**What you will do**
Take every line containing "AgentOptions" from the material and copy it.

**Raw data**
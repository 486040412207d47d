//! Per-node agent: reconcile local rows, pick the next one and run it.

use super::model::{GlobalBackupModel, TaskKey, TaskStatus};
use super::process::ProcessInspector;
use super::store::GlobalBackupStore;
use crate::config::{split_list, BackupConfig};
use crate::utils::errors::{BackupError, Result};
use chrono::{DateTime, Duration as ChronoDuration, Local};
use std::collections::HashMap;
use std::future::Future;
use std::path::PathBuf;
use std::process::Stdio;
use std::sync::Arc;
use std::time::Duration;
use tracing::{info, warn};

pub const REASON_NO_PID: &str = "no pid";
pub const REASON_PID_MISMATCH: &str = "pid not match";
pub const REASON_TOO_LONG: &str = "running too long";
pub const QUIT_KILLED: &str = "killed";
pub const QUIT_CANCELLED: &str = "cancelled";

const MAX_REASON_LEN: usize = 200;
const KILL_VERIFY_ATTEMPTS: u32 = 5;
const KILL_VERIFY_INTERVAL: Duration = Duration::from_millis(200);

#[derive(Debug, Clone)]
pub struct AgentOptions {
    pub host: String,
    pub running_ceiling: ChronoDuration,
    pub retention: ChronoDuration,
}

impl AgentOptions {
    pub fn from_config(cfg: &BackupConfig) -> Self {
        Self {
            host: cfg.public.mysql_host.clone(),
            running_ceiling: ChronoDuration::hours(cfg.spider.running_ceiling_hours),
            retention: ChronoDuration::days(cfg.spider.retention_days),
        }
    }
}

/// Ports taking part in cluster backups on this node: the configured
/// instance first, then `local_ports`.
pub fn node_ports(cfg: &BackupConfig) -> Vec<u16> {
    let mut ports = vec![cfg.public.mysql_port];
    for raw in split_list(&cfg.spider.local_ports) {
        match raw.parse::<u16>() {
            Ok(p) if !ports.contains(&p) => ports.push(p),
            Ok(_) => {}
            Err(_) => warn!(port = %raw, "Ignoring invalid entry in local_ports"),
        }
    }
    ports
}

**Answer area**
pub struct AgentOptions {
impl AgentOptions {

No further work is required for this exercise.